其实就是把一组数不需要再弄成rdd了,直接以变量形式播发给各个excuter,不使用广播变量那么会播发给各个task,excuter肯定比task少那么播发给excuter就优化一些了,这里相当于excuter变量相当于全局变量,每个task再使用时候向其最近的excuter申请就可以了,下面给出一个广播变量应用实例:
//查询日志中每个省所拥有的资源数
import org.apache.log4j.{Level, Logger}
import org.apache.spark.broadcast.Broadcast
import org.apache.spark.rdd.RDD
import org.apache.spark.{SparkConf, SparkContext}
/**
* 广播变量的例子
* Created by zhangjingcun on 2018/9/27 9:29.
*/
object IPLocation {
val rulesFilePath = "D:\\data\\ip.txt"
val accessFilePath = "D:\\data\\access.log"
def main(args: Array[String]): Unit = {
Logger.getLogger("org.apache.spark").setLevel(Level.OFF)
val conf = new SparkConf().setAppName("IPLocation").setMaster("local[*]")

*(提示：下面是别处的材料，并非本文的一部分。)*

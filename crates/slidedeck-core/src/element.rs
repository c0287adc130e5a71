//! Slide elements: text boxes, images and embedded charts.
//!
//! In saved files an element is `{"id", "type", "props": {"style", ...}}`,
//! with text lines under `"children"` and text overrides inside the style.

use crate::config::EditorConfig;
use crate::document::{DEFAULT_PARAGRAPH_STYLE, FontStyle, TextAlign};
use crate::geometry::Frame;
use crate::id::Id;
use kurbo::Size;
use serde::{Deserialize, Serialize};
use serde_json::Value;

/// Unique identifier for elements.
pub type ElementId = Id;

/// Element type tag.
#[derive(Debug, Clone, Copy, PartialEq, Eq, Hash, Serialize, Deserialize)]
pub enum ElementKind {
    Text,
    Image,
    /// Embedded plot, saved under the `Plotly` tag.
    #[serde(rename = "Plotly", alias = "Chart")]
    Chart,
}

impl ElementKind {
    /// Tag used in saved documents.
    pub fn tag(&self) -> &'static str {
        match self {
            ElementKind::Text => "Text",
            ElementKind::Image => "Image",
            ElementKind::Chart => "Plotly",
        }
    }

    /// Parse a saved-document tag.
    pub fn from_tag(tag: &str) -> Option<Self> {
        match tag {
            "Text" => Some(ElementKind::Text),
            "Image" => Some(ElementKind::Image),
            "Plotly" | "Chart" => Some(ElementKind::Chart),
            _ => None,
        }
    }

    /// Resize floor for this kind of element.
    pub fn min_size(&self, config: &EditorConfig) -> Size {
        match self {
            ElementKind::Text => config.min_text_size,
            ElementKind::Image | ElementKind::Chart => config.min_media_size,
        }
    }
}

/// Position, size and opacity of an element on its slide.
#[derive(Debug, Clone, PartialEq, Serialize, Deserialize)]
#[serde(rename_all = "camelCase")]
pub struct ElementStyle {
    #[serde(default)]
    pub left: f64,
    #[serde(default)]
    pub top: f64,
    /// Explicit width; `None` until the element is first resized (text sizes to content).
    #[serde(default, skip_serializing_if = "Option::is_none")]
    pub width: Option<f64>,
    #[serde(default, skip_serializing_if = "Option::is_none")]
    pub height: Option<f64>,
    #[serde(default = "default_opacity")]
    pub opacity: f64,
}

fn default_opacity() -> f64 {
    1.0
}

impl Default for ElementStyle {
    fn default() -> Self {
        Self {
            left: 0.0,
            top: 0.0,
            width: None,
            height: None,
            opacity: 1.0,
        }
    }
}

impl ElementStyle {
    /// Style placed at `(left, top)` with an explicit size.
    pub fn at(left: f64, top: f64, width: f64, height: f64) -> Self {
        Self {
            left,
            top,
            width: Some(width),
            height: Some(height),
            opacity: 1.0,
        }
    }

    /// The stored frame, if both dimensions are explicit.
    pub fn frame(&self) -> Option<Frame> {
        match (self.width, self.height) {
            (Some(width), Some(height)) => Some(Frame::new(self.left, self.top, width, height)),
            _ => None,
        }
    }

    /// Persist a manipulated frame. Size is written only when `resized`.
    pub fn apply_frame(&mut self, frame: Frame, resized: bool) {
        self.left = frame.left;
        self.top = frame.top;
        if resized {
            self.width = Some(frame.width);
            self.height = Some(frame.height);
        }
    }
}

/// Per-element typography overriding the paragraph style.
#[derive(Debug, Clone, Default, PartialEq, Serialize, Deserialize)]
#[serde(rename_all = "camelCase")]
pub struct TextOverrides {
    #[serde(default, skip_serializing_if = "Option::is_none")]
    pub color: Option<String>,
    #[serde(default, skip_serializing_if = "Option::is_none")]
    pub font_family: Option<String>,
    #[serde(default, skip_serializing_if = "Option::is_none")]
    pub font_size: Option<f64>,
    #[serde(default, skip_serializing_if = "Option::is_none")]
    pub font_weight: Option<u16>,
    #[serde(default, skip_serializing_if = "Option::is_none")]
    pub font_style: Option<FontStyle>,
    #[serde(default, skip_serializing_if = "Option::is_none")]
    pub text_align: Option<TextAlign>,
}

impl TextOverrides {
    pub fn is_empty(&self) -> bool {
        *self == Self::default()
    }
}

#[derive(Debug, Clone, PartialEq)]
pub struct TextContent {
    /// Name of an entry in the paragraph style table.
    pub paragraph_style: String,
    pub lines: Vec<String>,
    pub overrides: TextOverrides,
}

#[derive(Debug, Clone, PartialEq, Serialize, Deserialize)]
#[serde(rename_all = "camelCase")]
pub struct ImageContent {
    /// Resolved image source (URL or data URI).
    pub src: String,
    #[serde(default, skip_serializing_if = "Option::is_none")]
    pub natural_size: Option<Size>,
}

#[derive(Debug, Clone, PartialEq, Serialize, Deserialize)]
#[serde(rename_all = "camelCase")]
pub struct ChartContent {
    /// Embed URL of the chart.
    pub src: String,
    #[serde(default, skip_serializing_if = "Option::is_none")]
    pub title: Option<String>,
}

/// Type-specific element payload.
#[derive(Debug, Clone, PartialEq)]
pub enum ElementContent {
    Text(TextContent),
    Image(ImageContent),
    Chart(ChartContent),
}

impl ElementContent {
    /// Text in the default paragraph style.
    pub fn text(lines: impl IntoIterator<Item = impl Into<String>>) -> Self {
        ElementContent::Text(TextContent {
            paragraph_style: DEFAULT_PARAGRAPH_STYLE.to_string(),
            lines: lines.into_iter().map(Into::into).collect(),
            overrides: TextOverrides::default(),
        })
    }

    pub fn image(src: impl Into<String>) -> Self {
        ElementContent::Image(ImageContent {
            src: src.into(),
            natural_size: None,
        })
    }

    pub fn chart(src: impl Into<String>) -> Self {
        ElementContent::Chart(ChartContent {
            src: src.into(),
            title: None,
        })
    }

    pub fn kind(&self) -> ElementKind {
        match self {
            ElementContent::Text(_) => ElementKind::Text,
            ElementContent::Image(_) => ElementKind::Image,
            ElementContent::Chart(_) => ElementKind::Chart,
        }
    }
}

/// A single item on a slide.
#[derive(Debug, Clone, PartialEq, Serialize, Deserialize)]
#[serde(try_from = "SavedElement<Value>", into = "SavedElement<SavedProps>")]
pub struct Element {
    pub id: ElementId,
    pub style: ElementStyle,
    pub content: ElementContent,
}

impl Element {
    /// Create an element with a fresh id.
    pub fn new(content: ElementContent, style: ElementStyle) -> Self {
        Self {
            id: ElementId::new(),
            style,
            content,
        }
    }

    pub fn kind(&self) -> ElementKind {
        self.content.kind()
    }

    pub fn min_size(&self, config: &EditorConfig) -> Size {
        self.kind().min_size(config)
    }

    pub fn as_text(&self) -> Option<&TextContent> {
        match &self.content {
            ElementContent::Text(text) => Some(text),
            ElementContent::Image(_) | ElementContent::Chart(_) => None,
        }
    }

    pub fn as_text_mut(&mut self) -> Option<&mut TextContent> {
        match &mut self.content {
            ElementContent::Text(text) => Some(text),
            ElementContent::Image(_) | ElementContent::Chart(_) => None,
        }
    }
}

// Saved-file representation.

#[derive(Serialize, Deserialize)]
struct SavedElement<P> {
    id: ElementId,
    #[serde(rename = "type")]
    kind: ElementKind,
    props: P,
    #[serde(default, skip_serializing_if = "Option::is_none")]
    children: Option<Vec<String>>,
}

/// `props` of one element: the style plus the type-specific fields.
#[derive(Serialize, Deserialize)]
struct Props<S, P> {
    #[serde(default)]
    style: S,
    #[serde(flatten)]
    payload: P,
}

/// Text overrides live beside the geometry in the saved style.
#[derive(Default, Serialize, Deserialize)]
struct TextStyle {
    #[serde(flatten)]
    style: ElementStyle,
    #[serde(flatten)]
    overrides: TextOverrides,
}

#[derive(Serialize, Deserialize)]
#[serde(rename_all = "camelCase")]
struct TextProps {
    #[serde(default = "default_paragraph_style")]
    paragraph_style: String,
}

fn default_paragraph_style() -> String {
    DEFAULT_PARAGRAPH_STYLE.to_string()
}

#[derive(Serialize)]
#[serde(untagged)]
enum SavedProps {
    Text(Props<TextStyle, TextProps>),
    Image(Props<ElementStyle, ImageContent>),
    Chart(Props<ElementStyle, ChartContent>),
}

impl TryFrom<SavedElement<Value>> for Element {
    type Error = serde_json::Error;

    fn try_from(saved: SavedElement<Value>) -> Result<Self, Self::Error> {
        let (style, content) = match saved.kind {
            ElementKind::Text => {
                let props: Props<TextStyle, TextProps> = serde_json::from_value(saved.props)?;
                let text = TextContent {
                    paragraph_style: props.payload.paragraph_style,
                    lines: saved.children.unwrap_or_default(),
                    overrides: props.style.overrides,
                };
                (props.style.style, ElementContent::Text(text))
            }
            ElementKind::Image => {
                let props: Props<ElementStyle, ImageContent> = serde_json::from_value(saved.props)?;
                (props.style, ElementContent::Image(props.payload))
            }
            ElementKind::Chart => {
                let props: Props<ElementStyle, ChartContent> = serde_json::from_value(saved.props)?;
                (props.style, ElementContent::Chart(props.payload))
            }
        };
        Ok(Self {
            id: saved.id,
            style,
            content,
        })
    }
}

impl From<Element> for SavedElement<SavedProps> {
    fn from(element: Element) -> Self {
        let kind = element.kind();
        let style = element.style;
        let (props, children) = match element.content {
            ElementContent::Text(text) => {
                let props = Props {
                    style: TextStyle {
                        style,
                        overrides: text.overrides,
                    },
                    payload: TextProps {
                        paragraph_style: text.paragraph_style,
                    },
                };
                (SavedProps::Text(props), Some(text.lines))
            }
            ElementContent::Image(payload) => (SavedProps::Image(Props { style, payload }), None),
            ElementContent::Chart(payload) => (SavedProps::Chart(Props { style, payload }), None),
        };
        Self {
            id: element.id,
            kind,
            props,
            children,
        }
    }
}

#[cfg(test)]
mod tests {
    use super::*;
    use serde_json::json;

    #[test]
    fn test_min_size_differs_for_text() {
        let config = EditorConfig::default();
        let text = Element::new(ElementContent::text(["hi"]), ElementStyle::default());
        let chart = Element::new(ElementContent::chart("https://plot.ly/~a/1.embed"), ElementStyle::default());
        assert_eq!(text.min_size(&config), config.min_text_size);
        assert_eq!(chart.min_size(&config), config.min_media_size);
        assert_ne!(config.min_text_size, config.min_media_size);
    }

    #[test]
    fn test_fresh_ids() {
        let a = Element::new(ElementContent::image("a.png"), ElementStyle::default());
        let b = Element::new(ElementContent::image("a.png"), ElementStyle::default());
        assert_ne!(a.id, b.id);
    }

    #[test]
    fn test_apply_frame_move_keeps_size() {
        let mut style = ElementStyle::default();
        style.apply_frame(Frame::new(10.0, 20.0, 300.0, 40.0), false);
        assert_eq!(style.left, 10.0);
        assert_eq!(style.top, 20.0);
        assert_eq!(style.frame(), None);

        style.apply_frame(Frame::new(10.0, 20.0, 300.0, 40.0), true);
        assert_eq!(style.frame(), Some(Frame::new(10.0, 20.0, 300.0, 40.0)));
    }

    #[test]
    fn test_serialized_shape() {
        let element = Element::new(ElementContent::text(["Hello"]), ElementStyle::at(1.0, 2.0, 3.0, 4.0));
        let json = serde_json::to_value(&element).unwrap();
        assert_eq!(json["type"], "Text");
        assert_eq!(json["id"], element.id.as_str());
        assert_eq!(json["props"]["paragraphStyle"], "Body");
        assert_eq!(json["props"]["style"]["width"], 3.0);
        assert_eq!(json["children"], json!(["Hello"]));
        assert!(json["props"]["style"].get("color").is_none());

        let back: Element = serde_json::from_value(json).unwrap();
        assert_eq!(back, element);
    }

    #[test]
    fn test_text_overrides_saved_in_style() {
        let mut element = Element::new(ElementContent::text(["a"]), ElementStyle::at(0.0, 0.0, 10.0, 10.0));
        if let Some(text) = element.as_text_mut() {
            text.overrides.font_size = Some(18.0);
            text.overrides.text_align = Some(TextAlign::Left);
        }
        let json = serde_json::to_value(&element).unwrap();
        assert_eq!(json["props"]["style"]["fontSize"], 18.0);
        assert_eq!(json["props"]["style"]["textAlign"], "left");
        assert_eq!(json["props"]["style"]["left"], 0.0);

        let back: Element = serde_json::from_value(json).unwrap();
        assert_eq!(back, element);
    }

    #[test]
    fn test_reads_legacy_element() {
        let json = json!({
            "id": "SkzU3e1ub",
            "type": "Plotly",
            "props": {
                "src": "https://plot.ly/~user/12.embed",
                "style": { "left": 120, "top": 80, "width": 400, "height": 300, "zIndex": 2 }
            }
        });
        let element: Element = serde_json::from_value(json).unwrap();
        assert_eq!(element.id.as_str(), "SkzU3e1ub");
        assert_eq!(element.kind(), ElementKind::Chart);
        assert_eq!(element.style.frame(), Some(Frame::new(120.0, 80.0, 400.0, 300.0)));
        assert_eq!(element.style.opacity, 1.0);

        let saved = serde_json::to_value(&element).unwrap();
        assert_eq!(saved["type"], "Plotly");
        assert_eq!(saved["props"]["src"], "https://plot.ly/~user/12.embed");
    }

    #[test]
    fn test_text_without_children_or_paragraph_style() {
        let json = json!({ "id": "t1", "type": "Text", "props": { "style": { "left": 5 } } });
        let element: Element = serde_json::from_value(json).unwrap();
        let text = element.as_text().unwrap();
        assert!(text.lines.is_empty());
        assert_eq!(text.paragraph_style, DEFAULT_PARAGRAPH_STYLE);
        assert_eq!(element.style.left, 5.0);
    }

    #[test]
    fn test_kind_tags() {
        for kind in [ElementKind::Text, ElementKind::Image, ElementKind::Chart] {
            assert_eq!(ElementKind::from_tag(kind.tag()), Some(kind));
        }
        assert_eq!(ElementKind::from_tag("Chart"), Some(ElementKind::Chart));
        assert_eq!(ElementKind::from_tag("Table"), None);
    }
}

val sc = new SparkContext(conf)
//1:读取IP规则资源库
val ipRulesLines: RDD[String] = sc.textFile(rulesFilePath)
//2:整理IP规则
//117.93.244.0|117.93.255.255|1969091584|1969094655|亚洲|中国|江苏|盐城||电信|320900|China|CN|120.139998|33.377631
val ipRules: RDD[(Long, Long, String)] = ipRulesLines.map(line => {
val fields = line.split("[|]")
val startNum = fields(2).toLong
val endNum = fields(3).toLong
val province = fields(6)
(startNum, endNum, province)
})
//
//var result = ipRules.collect()
//println(result.toBuffer)
//3: 将IP规则收集到Driver(collect)
val allIpRulesInDriver: Array[(Long, Long, String)] = ipRules.collect()
//4:将全部的ip资源库通过广播的方式发送到Executor
//广播之后,在Driver端获取了广播变量的引用(如果没有广播完,就不往下走)
val broadcastRef: Broadcast[Array[(Long, Long, String)]] = sc.broadcast(allIpRulesInDriver)
//5: 读取访问日志
val accessLogLine: RDD[String] = sc.textFile(accessFilePath)
//6: 整理访问日志
//20090121000132095572000|125.213.100.123|show.51.com|/shoplist.php?phpfile=shoplist2.php&style=1&sex=137|Mozilla/4.0 (compatible; MSIE 6.0; Windows NT 5.1; SV1; Mozilla/4.0(Compatible Mozilla/4.0(Compatible-EmbeddedWB 14.59 http://bsalsa.com/ EmbeddedWB- 14.59 from: http://bsalsa.com/ )|http://show.51.com/main.php|
val provinceAddOne: RDD[(String, Int)] = accessLogLine.map(line=>{
val fields = line.split("[|]")
val ip = fields(1)
val ipNum = MyUtils.ip2Long(ip)
//通过广播变量的引用获取Executor中的全部IP规则,然后进行匹配ip规则
val allIpRulesInExecutor: Array[(Long, Long, String)] = broadcastRef.value
//根据规则进行查找,(用二分查找算法)
var province = "未知"
val index = MyUtils.binarySearch(allIpRulesInExecutor, ipNum)
if(index != -1 ){
province = allIpRulesInExecutor(index)._3
}
(province, 1)
})
//7: 按照省份的访问次数进行计数
val reduceRDD: RDD[(String, Int)] = provinceAddOne.reduceByKey(_+_)
//8:打印结果
// var result = reduceRDD.collect()
// println(result.toBuffer)
//计算结果,将计算好的结果写入到mysql中
//触发一个action,将数据写到mysql的逻辑函数传入
// reduceRDD.foreach(t =>{
// val conn = DriverManager.getConnection("jdbc:mysql://bigdata01:3306/bigdata", "root", "123456")
// val pstm = conn.prepareStatement("Insert Into .... values(?.?)")
// pstm.setString(1, t._1)
// pstm.setInt(2, t._2)
// pstm.executeUpdate()
// pstm.close()
// conn.close()
// })
reduceRDD.foreachPartition(MyUtils.data2MySQL _)
//9:释放资源
sc.stop()
}
}